Dataset entries:
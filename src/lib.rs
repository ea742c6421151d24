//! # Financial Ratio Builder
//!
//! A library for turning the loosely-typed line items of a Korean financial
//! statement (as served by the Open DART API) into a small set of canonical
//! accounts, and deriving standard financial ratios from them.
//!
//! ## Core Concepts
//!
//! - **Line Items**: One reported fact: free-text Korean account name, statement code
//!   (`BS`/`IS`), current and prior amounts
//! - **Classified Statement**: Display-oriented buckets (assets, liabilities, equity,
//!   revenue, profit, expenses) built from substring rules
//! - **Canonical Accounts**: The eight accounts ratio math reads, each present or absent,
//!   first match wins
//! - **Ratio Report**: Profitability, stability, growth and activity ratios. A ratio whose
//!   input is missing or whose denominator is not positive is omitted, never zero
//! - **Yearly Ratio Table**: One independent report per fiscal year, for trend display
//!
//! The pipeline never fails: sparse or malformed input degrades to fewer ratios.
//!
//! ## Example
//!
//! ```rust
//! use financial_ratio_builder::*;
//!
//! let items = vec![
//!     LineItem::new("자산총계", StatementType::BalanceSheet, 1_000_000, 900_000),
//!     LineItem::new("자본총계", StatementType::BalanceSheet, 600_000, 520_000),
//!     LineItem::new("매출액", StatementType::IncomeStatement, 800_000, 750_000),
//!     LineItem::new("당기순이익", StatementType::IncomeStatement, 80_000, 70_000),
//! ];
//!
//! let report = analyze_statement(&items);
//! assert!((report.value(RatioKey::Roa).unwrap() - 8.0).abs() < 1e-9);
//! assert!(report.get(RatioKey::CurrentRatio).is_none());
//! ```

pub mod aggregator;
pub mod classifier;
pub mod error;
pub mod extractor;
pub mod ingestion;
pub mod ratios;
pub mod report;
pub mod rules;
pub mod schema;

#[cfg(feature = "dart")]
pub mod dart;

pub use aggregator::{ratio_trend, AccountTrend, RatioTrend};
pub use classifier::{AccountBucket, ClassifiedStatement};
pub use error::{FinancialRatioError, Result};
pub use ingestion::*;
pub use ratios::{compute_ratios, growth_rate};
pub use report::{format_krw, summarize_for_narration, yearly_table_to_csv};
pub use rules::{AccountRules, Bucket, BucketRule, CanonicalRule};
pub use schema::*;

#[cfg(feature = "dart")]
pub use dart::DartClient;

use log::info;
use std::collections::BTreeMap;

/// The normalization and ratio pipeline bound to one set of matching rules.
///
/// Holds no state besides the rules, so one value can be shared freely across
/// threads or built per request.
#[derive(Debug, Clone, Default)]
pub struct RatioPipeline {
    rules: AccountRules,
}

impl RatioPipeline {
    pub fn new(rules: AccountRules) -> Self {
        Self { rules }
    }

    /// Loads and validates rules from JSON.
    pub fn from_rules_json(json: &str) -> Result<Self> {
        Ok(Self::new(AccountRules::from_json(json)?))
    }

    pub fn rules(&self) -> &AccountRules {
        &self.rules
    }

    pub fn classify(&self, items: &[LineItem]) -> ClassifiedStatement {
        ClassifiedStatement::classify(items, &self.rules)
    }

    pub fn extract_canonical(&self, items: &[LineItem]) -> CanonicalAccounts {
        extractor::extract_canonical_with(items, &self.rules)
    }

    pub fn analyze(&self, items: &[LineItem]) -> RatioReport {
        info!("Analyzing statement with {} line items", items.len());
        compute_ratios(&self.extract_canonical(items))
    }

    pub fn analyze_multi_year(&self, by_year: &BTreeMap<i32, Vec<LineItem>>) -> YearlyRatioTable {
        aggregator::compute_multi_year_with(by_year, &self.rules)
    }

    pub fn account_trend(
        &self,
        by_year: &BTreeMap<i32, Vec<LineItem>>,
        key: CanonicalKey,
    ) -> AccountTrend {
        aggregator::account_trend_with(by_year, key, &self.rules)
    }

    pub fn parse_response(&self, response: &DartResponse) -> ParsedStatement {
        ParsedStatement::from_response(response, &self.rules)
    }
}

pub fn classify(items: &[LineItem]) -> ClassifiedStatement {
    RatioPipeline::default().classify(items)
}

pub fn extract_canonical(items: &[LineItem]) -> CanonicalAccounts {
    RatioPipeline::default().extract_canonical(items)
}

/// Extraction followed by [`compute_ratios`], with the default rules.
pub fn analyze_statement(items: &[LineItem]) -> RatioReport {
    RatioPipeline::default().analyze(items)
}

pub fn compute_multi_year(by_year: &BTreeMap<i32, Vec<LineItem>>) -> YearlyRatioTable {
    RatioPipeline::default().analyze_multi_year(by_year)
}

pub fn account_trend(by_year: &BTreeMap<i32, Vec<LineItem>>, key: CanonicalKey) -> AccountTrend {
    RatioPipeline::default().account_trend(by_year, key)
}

About this exercise
Please retype all of the lines above exactly as they stand.

Answer to the exercise
filename src/lib.rs
repository ea742c6421151d24
//! # Financial Ratio Builder
//!
//! A library for turning the loosely-typed line items of a Korean financial
//! statement (as served by the Open DART API) into a small set of canonical
//! accounts, and deriving standard financial ratios from them.
//!
//! ## Core Concepts
//!
//! - **Line Items**: One reported fact: free-text Korean account name, statement code
//!   (`BS`/`IS`), current and prior amounts
//! - **Classified Statement**: Display-oriented buckets (assets, liabilities, equity,
//!   revenue, profit, expenses) built from substring rules
//! - **Canonical Accounts**: The eight accounts ratio math reads, each present or absent,
//!   first match wins
//! - **Ratio Report**: Profitability, stability, growth and activity ratios. A ratio whose
//!   input is missing or whose denominator is not positive is omitted, never zero
//! - **Yearly Ratio Table**: One independent report per fiscal year, for trend display
//!
//! The pipeline never fails: sparse or malformed input degrades to fewer ratios.
//!
//! ## Example
//!
//! ```rust
//! use financial_ratio_builder::*;
//!
//! let items = vec![
//!     LineItem::new("자산총계", StatementType::BalanceSheet, 1_000_000, 900_000),
//!     LineItem::new("자본총계", StatementType::BalanceSheet, 600_000, 520_000),
//!     LineItem::new("매출액", StatementType::IncomeStatement, 800_000, 750_000),
//!     LineItem::new("당기순이익", StatementType::IncomeStatement, 80_000, 70_000),
//! ];
//!
//! let report = analyze_statement(&items);
//! assert!((report.value(RatioKey::Roa).unwrap() - 8.0).abs() < 1e-9);
//! assert!(report.get(RatioKey::CurrentRatio).is_none());
//! ```

pub mod aggregator;
pub mod classifier;
pub mod error;
pub mod extractor;
pub mod ingestion;
pub mod ratios;
pub mod report;
pub mod rules;
pub mod schema;

#[cfg(feature = "dart")]
pub mod dart;

pub use aggregator::{ratio_trend, AccountTrend, RatioTrend};
pub use classifier::{AccountBucket, ClassifiedStatement};
pub use error::{FinancialRatioError, Result};
pub use ingestion::*;
pub use ratios::{compute_ratios, growth_rate};
pub use report::{format_krw, summarize_for_narration, yearly_table_to_csv};
pub use rules::{AccountRules, Bucket, BucketRule, CanonicalRule};
pub use schema::*;

#[cfg(feature = "dart")]
pub use dart::DartClient;

use log::info;
use std::collections::BTreeMap;

/// The normalization and ratio pipeline bound to one set of matching rules.
///
/// Holds no state besides the rules, so one value can be shared freely across
/// threads or built per request.
#[derive(Debug, Clone, Default)]
pub struct RatioPipeline {
    rules: AccountRules,
}

impl RatioPipeline {
    pub fn new(rules: AccountRules) -> Self {
        Self { rules }
    }

    /// Loads and validates rules from JSON.
    pub fn from_rules_json(json: &str) -> Result<Self> {
        Ok(Self::new(AccountRules::from_json(json)?))
    }

    pub fn rules(&self) -> &AccountRules {
        &self.rules
    }

    pub fn classify(&self, items: &[LineItem]) -> ClassifiedStatement {
        ClassifiedStatement::classify(items, &self.rules)
    }

    pub fn extract_canonical(&self, items: &[LineItem]) -> CanonicalAccounts {
        extractor::extract_canonical_with(items, &self.rules)
    }

    pub fn analyze(&self, items: &[LineItem]) -> RatioReport {
        info!("Analyzing statement with {} line items", items.len());
        compute_ratios(&self.extract_canonical(items))
    }

    pub fn analyze_multi_year(&self, by_year: &BTreeMap<i32, Vec<LineItem>>) -> YearlyRatioTable {
        aggregator::compute_multi_year_with(by_year, &self.rules)
    }

    pub fn account_trend(
        &self,
        by_year: &BTreeMap<i32, Vec<LineItem>>,
        key: CanonicalKey,
    ) -> AccountTrend {
        aggregator::account_trend_with(by_year, key, &self.rules)
    }

    pub fn parse_response(&self, response: &DartResponse) -> ParsedStatement {
        ParsedStatement::from_response(response, &self.rules)
    }
}

pub fn classify(items: &[LineItem]) -> ClassifiedStatement {
    RatioPipeline::default().classify(items)
}

pub fn extract_canonical(items: &[LineItem]) -> CanonicalAccounts {
    RatioPipeline::default().extract_canonical(items)
}

/// Extraction followed by [`compute_ratios`], with the default rules.
pub fn analyze_statement(items: &[LineItem]) -> RatioReport {
    RatioPipeline::default().analyze(items)
}

pub fn compute_multi_year(by_year: &BTreeMap<i32, Vec<LineItem>>) -> YearlyRatioTable {
    RatioPipeline::default().analyze_multi_year(by_year)
}

pub fn account_trend(by_year: &BTreeMap<i32, Vec<LineItem>>, key: CanonicalKey) -> AccountTrend {
    RatioPipeline::default().account_trend(by_year, key)
}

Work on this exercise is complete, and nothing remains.